Retazos de la

Historia Parroquial

El 01 de abril de 1979 el entonces Obispo diocesano, Don Francisco Álvarez Martínez, firmaba un decreto por el que erigía en Logroño varias parroquias, entre las cuales se encontraba la Inmaculada Concepción de María, a la que quedaban adscritos 8.600 habitantes. Sus razones: “Ante el progresivo desarrollo demográfico de la capital riojana que rebasa ya los 100.000 habitantes y por la difícil atención religiosa de las nuevas zonas urbanas y el desajuste parroquial de las antiguas, estimo oportuno proceder a una nueva reestructuración parroquial”.

En la misma fecha quedaba nombrado para ponerla en marcha Don Justo García Turza con el título de Ecónomo de la misma, figura similar a la Párroco y con las mismas atribuciones. Fueron años duros en los comienzos. Espléndido templo, pero sin espacios para la vida parroquial y con necesidades de nuevos revestimientos para la vida pastoral, además de los fuertes desembolsos económicos al tener que depender de otras instituciones para los espacios parroquiales. A pesar de todo, pronto floreció la vida pastoral, pues los fieles ya acudían regularmente al templo con anterioridad, cuando era la capilla de las Hermanas de María Inmaculada. Junto a Don Justo fue nombrado como cura Coadjutor Don Raúl Najarro González.

Al marcharse un año después a estudiar Don Raúl, se incorporaba a la labor parroquial Don Vicente Robredo y en 1983 Don Enrique Tabernero, el cual solo permaneció hasta 1986. Mientras tanto, Don Justo pasaba a labores administrativas de la Diócesis en 1985, y era nombrado ese mismo año Ecónomo Don Miguel González Garnica. Fueron los años de campamentos, actividades lúdicas y solución de problemas de espacio. En 1994 amplió la Parroquia sus dependencias comprando la Diócesis los bajos y el primer piso de la edificación contigua al templo parroquial. Varias dependencias, un salón de actos, cocina y diversos espacios e incluso una sencilla capilla. 

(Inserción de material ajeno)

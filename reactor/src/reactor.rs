use std::os::unix::io::RawFd;
use std::time::Duration;

use crate::class::HandlerClass;
use crate::error::ReactorError;
use crate::interest::{Interest, Readiness};

/// What a handler's callback wants the reactor to do next.
#[derive(Debug, Clone, Copy, PartialEq, Eq)]
pub enum HandlerOutcome {
    Continue,
    Remove,
}

/// Result of one [`Reactor::select`] call (`§4.1`).
#[derive(Debug, Clone, Copy, PartialEq, Eq)]
pub enum SelectOutcome {
    /// At least one handler fired; carries how many.
    Fired(usize),
    /// Non-blocking call found nothing ready, or there were no handlers
    /// matching `class_mask` to wait on in the first place.
    WouldBlock,
}

type Callback = Box<dyn FnMut(Readiness) -> std::io::Result<HandlerOutcome> + Send>;

struct Handler {
    fd: RawFd,
    #[allow(dead_code)]
    cookie: u64,
    interest: Interest,
    class: HandlerClass,
    callback: Callback,
}

/// The single-threaded readiness-driven event loop (`§4.1`).
///
/// Multiplexes whatever small set of descriptors the session currently
/// cares about — control socket, at most one data socket, at most one
/// listen socket, plus fds the archive worker registers for its own
/// bookkeeping — over one `poll(2)` call per [`Reactor::select`].
#[derive(Default)]
pub struct Reactor {
    handlers: Vec<Handler>,
}

impl Reactor {
    pub fn new() -> Self {
        Self::default()
    }

    pub fn is_registered(&self, fd: RawFd) -> bool {
        self.handlers.iter().any(|h| h.fd == fd)
    }

    /// Registers a handler. Fails if `fd` is already registered (`§4.1`).
    pub fn add_handler(
        &mut self,
        cookie: u64,
        fd: RawFd,
        interest: Interest,
        class: HandlerClass,
        callback: impl FnMut(Readiness) -> std::io::Result<HandlerOutcome> + Send + 'static,
    ) -> Result<(), ReactorError> {
        if self.is_registered(fd) {
            return Err(ReactorError::AlreadyRegistered(fd));
        }
        self.handlers.push(Handler {
            fd,
            cookie,
            interest,
            class,
            callback: Box::new(callback),
        });
        Ok(())
    }

    /// Removes a handler. Idempotent — removing an fd that isn't registered
    /// (including one a handler already removed during its own invocation)
    /// is a no-op, matching the re-entry requirement in `§4.1`.
    pub fn remove_handler(&mut self, fd: RawFd) -> bool {
        let before = self.handlers.len();
        self.handlers.retain(|h| h.fd != fd);
        self.handlers.len() != before
    }

    /// One readiness scan restricted to `class_mask` (`§4.1`). Blocking mode
    /// waits indefinitely for the first readiness; non-blocking returns
    /// immediately. Handler removal requested mid-dispatch is deferred until
    /// every fd ready in this scan has been delivered, so indices into the
    /// handler set stay valid for the whole dispatch pass.
    pub fn select(
        &mut self,
        blocking: bool,
        class_mask: HandlerClass,
    ) -> Result<SelectOutcome, ReactorError> {
        let indices: Vec<usize> = self
            .handlers
            .iter()
            .enumerate()
            .filter(|(_, h)| h.class.matches(class_mask))
            .map(|(i, _)| i)
            .collect();

        if indices.is_empty() {
            return Ok(SelectOutcome::WouldBlock);
        }

        let mut pollfds: Vec<libc::pollfd> = indices
            .iter()
            .map(|&i| libc::pollfd {
                fd: self.handlers[i].fd,
                events: self.handlers[i].interest.to_poll_events(),
                revents: 0,
            })
            .collect();

        let timeout = if blocking { -1 } else { 0 };
        let ready = loop {
            // SAFETY: `pollfds` is a valid, exclusively-owned buffer of
            // `pollfds.len()` entries for the duration of the call.
            let rc = unsafe {
                libc::poll(pollfds.as_mut_ptr(), pollfds.len() as libc::nfds_t, timeout)
            };
            if rc >= 0 {
                break rc;
            }
            let err = std::io::Error::last_os_error();
            if err.kind() == std::io::ErrorKind::Interrupted {
                continue;
            }
            return Err(ReactorError::Poll(err));
        };

        if ready == 0 {
            return Ok(SelectOutcome::WouldBlock);
        }

        let mut fired = 0usize;
        let mut to_remove = Vec::new();
        for (slot, &i) in indices.iter().enumerate() {
            let revents = pollfds[slot].revents;
            if revents == 0 {
                continue;
            }
            let readiness = Readiness::from_revents(revents);
            let fd = self.handlers[i].fd;
            let outcome = (self.handlers[i].callback)(readiness)
                .map_err(|source| ReactorError::Handler { fd, source })?;
            fired += 1;
            if outcome == HandlerOutcome::Remove {
                to_remove.push(fd);
            }
        }

        for fd in to_remove {
            self.remove_handler(fd);
        }

        Ok(SelectOutcome::Fired(fired))
    }
}

/// Convenience for callers that want a bounded wait instead of the raw
/// blocking/non-blocking choice `poll(2)` offers; not part of `§4.1` itself
/// but useful for the accept-loop's idle tick.
pub fn poll_timeout_ms(d: Duration) -> i32 {
    d.as_millis().min(i32::MAX as u128) as i32
}

#[cfg(test)]
mod tests {
    use super::*;
    use std::os::unix::io::AsRawFd;
    use std::os::unix::net::UnixStream;

    #[test]
    fn add_handler_rejects_duplicate_fd() {
        let (a, _b) = UnixStream::pair().unwrap();
        let mut reactor = Reactor::new();
        let fd = a.as_raw_fd();
        reactor
            .add_handler(1, fd, Interest::read(), HandlerClass::Connection, |_| {
                Ok(HandlerOutcome::Continue)
            })
            .unwrap();
        let err = reactor.add_handler(1, fd, Interest::read(), HandlerClass::Connection, |_| {
            Ok(HandlerOutcome::Continue)
        });
        assert!(err.is_err());
    }

    #[test]
    fn remove_handler_is_idempotent() {
        let (a, _b) = UnixStream::pair().unwrap();
        let mut reactor = Reactor::new();
        let fd = a.as_raw_fd();
        reactor
            .add_handler(1, fd, Interest::read(), HandlerClass::Connection, |_| {
                Ok(HandlerOutcome::Continue)
            })
            .unwrap();
        assert!(reactor.remove_handler(fd));
        assert!(!reactor.remove_handler(fd));
    }

    #[test]
    fn select_fires_handler_on_writable_fd() {
        let (a, _b) = UnixStream::pair().unwrap();
        let mut reactor = Reactor::new();
        let fd = a.as_raw_fd();
        let fired = std::sync::Arc::new(std::sync::atomic::AtomicBool::new(false));
        let fired_clone = std::sync::Arc::clone(&fired);
        reactor
            .add_handler(1, fd, Interest::write(), HandlerClass::Connection, move |_| {
                fired_clone.store(true, std::sync::atomic::Ordering::SeqCst);
                Ok(HandlerOutcome::Continue)
            })
            .unwrap();
        let outcome = reactor.select(false, HandlerClass::All).unwrap();
        assert_eq!(outcome, SelectOutcome::Fired(1));
        assert!(fired.load(std::sync::atomic::Ordering::SeqCst));
    }

    #[test]
    fn select_honors_class_mask() {
        let (a, _b) = UnixStream::pair().unwrap();
        let mut reactor = Reactor::new();
        let fd = a.as_raw_fd();
        reactor
            .add_handler(1, fd, Interest::write(), HandlerClass::Module, |_| {
                Ok(HandlerOutcome::Continue)
            })
            .unwrap();
        let outcome = reactor.select(false, HandlerClass::Connection).unwrap();
        assert_eq!(outcome, SelectOutcome::WouldBlock);
    }

    #[test]
    fn select_with_no_handlers_would_block_without_polling() {
        let mut reactor = Reactor::new();
        let outcome = reactor.select(false, HandlerClass::All).unwrap();
        assert_eq!(outcome, SelectOutcome::WouldBlock);
    }

    #[test]
    fn handler_can_remove_itself_and_dispatch_stays_valid() {
        let (a, _b) = UnixStream::pair().unwrap();
        let (c, _d) = UnixStream::pair().unwrap();
        let mut reactor = Reactor::new();
        reactor
            .add_handler(1, a.as_raw_fd(), Interest::write(), HandlerClass::Connection, |_| {
                Ok(HandlerOutcome::Remove)
            })
            .unwrap();
        reactor
            .add_handler(2, c.as_raw_fd(), Interest::write(), HandlerClass::Connection, |_| {
                Ok(HandlerOutcome::Continue)
            })
            .unwrap();
        let outcome = reactor.select(false, HandlerClass::All).unwrap();
        assert_eq!(outcome, SelectOutcome::Fired(2));
        assert!(!reactor.is_registered(a.as_raw_fd()));
        assert!(reactor.is_registered(c.as_raw_fd()));
    }
}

En 1986 se incorporaba como coadjutor un nuevo miembro tras la marcha de Don Enrique, Don José Luis García y dos años después Don Pedro Jesús Lasanta, quién dejaba de serlo poco después por motivos de estudios en Pamplona. Don José Luis, por su parte, permanecerá hasta 1992 y será sustituido por Don Roberto Benés, el cual tuvo que abandonar su labor pastoral debido a una enfermedad.

Don Miguel permaneció en el cargo hasta 2008, a pesar de la enfermedad que le aquejaba durante años. Dado que la Parroquia en esos momentos solo estaba compuesta por Párroco y Coadjutor (Don Miguel y Don Vicente) y varios colaboradores jubilados, como Don Vicente Maiso, Don Florencio Ramírez y Don Esteban Pacual, fue nombrado un nuevo equipo, e esta ocasión Don Vicente Robredo como Párroco, Don Germán Hernández como Vicario Parroquial y Don Pablo Díaz y Don Miguel González Garnica como adscritos, además de los colaboradores ya citados. Fue este mismo año cuando hubo que habilitar los salones parroquiales para hacer las veces de iglesia a fin de celebrar el culto, dado que las obras de la nueva casa que las Hermanas edificaban produjo unas inquietantes grietas en el templo, las cuales aconsejaron no utilizarlo hasta tener certeza de la seguridad para los fieles. Lo que pareció en principio una solución transitoria, duró hasta el año 2013, cuando se volvió a retomar el culto en el templo.

Don Vicente fue requerido en el 2010 por Don Juan José Omella, Obispo diocesano entonces, para ejercer el cargo de Vicario General de la Diócesis, viniendo a sustituirle como Párroco Don Alfonso Morales de Setién, y asistido por el mismo equipo. En el año 2015 se incorporó Don Ignacio María Insausti como Vicario Parroquial.

En el año 2017 un nuevo nombramiento de Párroco, Don Antonio García viene a sustituir la jubilación de Don Alfonso. Con él deja también la Parroquia Don Ignacio, y queda incorporado como ayuda Don José María Videgaín. De modo que el equipo actual queda constituido por Don Antonio García como Párroco, Don Germán Hernández como Vicario Parroquial y Don Pablo Díaz como adscrito. Siguen como colaboradores Don Florencio Ramírez y Don Alfonso Morales.